§ **Exercise directions**
Each line below should be repeated exactly as it stands.

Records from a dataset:
----
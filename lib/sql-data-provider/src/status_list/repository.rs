use autometrics::autometrics;
use issuer_core::model::status_list::{
    StatusList, StatusListRelations, StatusListSlot, StatusListSlotRelations,
};
use issuer_core::repository::error::DataLayerError;
use issuer_core::repository::status_list_repository::StatusListRepository;
use sea_orm::sea_query::Expr;
use sea_orm::{
    ActiveModelTrait, ColumnTrait, EntityTrait, QueryFilter, QueryOrder, TransactionTrait,
};
use shared_types::{CredentialOfferId, StatusListId};
use time::OffsetDateTime;

use super::StatusListProvider;
use super::mapper::slot_from_models;
use crate::entity::{credential_offer_status, status_list};
use crate::mapper::{to_data_layer_error, to_update_data_layer_error};

#[autometrics]
#[async_trait::async_trait]
impl StatusListRepository for StatusListProvider {
    async fn create_status_list(
        &self,
        request: StatusList,
    ) -> Result<StatusListId, DataLayerError> {
        let status_list = status_list::ActiveModel::from(request)
            .insert(&self.db)
            .await
            .map_err(to_data_layer_error)?;

        Ok(status_list.id)
    }

    async fn get_status_list(
        &self,
        id: &StatusListId,
        _relations: &StatusListRelations,
    ) -> Result<Option<StatusList>, DataLayerError> {
        let status_list = status_list::Entity::find_by_id(id)
            .one(&self.db)
            .await
            .map_err(to_data_layer_error)?;

        Ok(status_list.map(Into::into))
    }

    async fn allocate_index(&self, id: &StatusListId) -> Result<u32, DataLayerError> {
        let txn = self.db.begin().await.map_err(to_data_layer_error)?;

        let result = status_list::Entity::update_many()
            .col_expr(
                status_list::Column::NextFreeIndex,
                Expr::col(status_list::Column::NextFreeIndex).add(1),
            )
            .col_expr(
                status_list::Column::LastModified,
                Expr::value(OffsetDateTime::now_utc()),
            )
            .filter(status_list::Column::Id.eq(id))
            .filter(
                Expr::col(status_list::Column::NextFreeIndex)
                    .lt(Expr::col(status_list::Column::MaxLength)),
            )
            .exec(&txn)
            .await
            .map_err(to_update_data_layer_error)?;

        let status_list = status_list::Entity::find_by_id(id)
            .one(&txn)
            .await
            .map_err(to_data_layer_error)?
            .ok_or(DataLayerError::RecordNotUpdated)?;

        if result.rows_affected == 0 {
            return Err(DataLayerError::CapacityExceeded(*id));
        }

        txn.commit().await.map_err(to_data_layer_error)?;

        Ok(status_list.next_free_index - 1)
    }

    async fn create_status_list_slot(
        &self,
        request: StatusListSlot,
    ) -> Result<(), DataLayerError> {
        credential_offer_status::Entity::insert(credential_offer_status::ActiveModel::from(
            request,
        ))
        .exec_without_returning(&self.db)
        .await
        .map_err(to_data_layer_error)?;

        Ok(())
    }

    async fn get_status_list_slots(
        &self,
        credential_offer_id: &CredentialOfferId,
        relations: &StatusListSlotRelations,
    ) -> Result<Vec<StatusListSlot>, DataLayerError> {
        let query = credential_offer_status::Entity::find()
            .filter(credential_offer_status::Column::CredentialOfferId.eq(credential_offer_id))
            .order_by_asc(credential_offer_status::Column::StatusListId);

        if relations.status_list.is_none() {
            let slots = query.all(&self.db).await.map_err(to_data_layer_error)?;

            return Ok(slots
                .into_iter()
                .map(|slot| slot_from_models(slot, None))
                .collect());
        }

        let slots = query
            .find_also_related(status_list::Entity)
            .all(&self.db)
            .await
            .map_err(to_data_layer_error)?;

        slots
            .into_iter()
            .map(|(slot, status_list)| {
                let status_list =
                    status_list.ok_or_else(|| DataLayerError::MissingRequiredRelation {
                        relation: "status_list",
                        id: slot.status_list_id.to_string(),
                    })?;

                Ok(slot_from_models(slot, Some(status_list)))
            })
            .collect()
    }
}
----
§ **Worked solution**
filename lib/sql-data-provider/src/status_list/repository.rs
use autometrics::autometrics;
use issuer_core::model::status_list::{
    StatusList, StatusListRelations, StatusListSlot, StatusListSlotRelations,
};
use issuer_core::repository::error::DataLayerError;
use issuer_core::repository::status_list_repository::StatusListRepository;
use sea_orm::sea_query::Expr;
use sea_orm::{
    ActiveModelTrait, ColumnTrait, EntityTrait, QueryFilter, QueryOrder, TransactionTrait,
};
use shared_types::{CredentialOfferId, StatusListId};
use time::OffsetDateTime;

use super::StatusListProvider;
use super::mapper::slot_from_models;
use crate::entity::{credential_offer_status, status_list};
use crate::mapper::{to_data_layer_error, to_update_data_layer_error};

#[autometrics]
#[async_trait::async_trait]
impl StatusListRepository for StatusListProvider {
    async fn create_status_list(
        &self,
        request: StatusList,
    ) -> Result<StatusListId, DataLayerError> {
        let status_list = status_list::ActiveModel::from(request)
            .insert(&self.db)
            .await
            .map_err(to_data_layer_error)?;

        Ok(status_list.id)
    }

    async fn get_status_list(
        &self,
        id: &StatusListId,
        _relations: &StatusListRelations,
    ) -> Result<Option<StatusList>, DataLayerError> {
        let status_list = status_list::Entity::find_by_id(id)
            .one(&self.db)
            .await
            .map_err(to_data_layer_error)?;

        Ok(status_list.map(Into::into))
    }

    async fn allocate_index(&self, id: &StatusListId) -> Result<u32, DataLayerError> {
        let txn = self.db.begin().await.map_err(to_data_layer_error)?;

        let result = status_list::Entity::update_many()
            .col_expr(
                status_list::Column::NextFreeIndex,
                Expr::col(status_list::Column::NextFreeIndex).add(1),
            )
            .col_expr(
                status_list::Column::LastModified,
                Expr::value(OffsetDateTime::now_utc()),
            )
            .filter(status_list::Column::Id.eq(id))
            .filter(
                Expr::col(status_list::Column::NextFreeIndex)
                    .lt(Expr::col(status_list::Column::MaxLength)),
            )
            .exec(&txn)
            .await
            .map_err(to_update_data_layer_error)?;

        let status_list = status_list::Entity::find_by_id(id)
            .one(&txn)
            .await
            .map_err(to_data_layer_error)?
            .ok_or(DataLayerError::RecordNotUpdated)?;

        if result.rows_affected == 0 {
            return Err(DataLayerError::CapacityExceeded(*id));
        }

        txn.commit().await.map_err(to_data_layer_error)?;

        Ok(status_list.next_free_index - 1)
    }

    async fn create_status_list_slot(
        &self,
        request: StatusListSlot,
    ) -> Result<(), DataLayerError> {
        credential_offer_status::Entity::insert(credential_offer_status::ActiveModel::from(
            request,
        ))
        .exec_without_returning(&self.db)
        .await
        .map_err(to_data_layer_error)?;

        Ok(())
    }

    async fn get_status_list_slots(
        &self,
        credential_offer_id: &CredentialOfferId,
        relations: &StatusListSlotRelations,
    ) -> Result<Vec<StatusListSlot>, DataLayerError> {
        let query = credential_offer_status::Entity::find()
            .filter(credential_offer_status::Column::CredentialOfferId.eq(credential_offer_id))
            .order_by_asc(credential_offer_status::Column::StatusListId);

        if relations.status_list.is_none() {
            let slots = query.all(&self.db).await.map_err(to_data_layer_error)?;

            return Ok(slots
                .into_iter()
                .map(|slot| slot_from_models(slot, None))
                .collect());
        }

        let slots = query
            .find_also_related(status_list::Entity)
            .all(&self.db)
            .await
            .map_err(to_data_layer_error)?;

        slots
            .into_iter()
            .map(|(slot, status_list)| {
                let status_list =
                    status_list.ok_or_else(|| DataLayerError::MissingRequiredRelation {
                        relation: "status_list",
                        id: slot.status_list_id.to_string(),
                    })?;

                Ok(slot_from_models(slot, Some(status_list)))
            })
            .collect()
    }
}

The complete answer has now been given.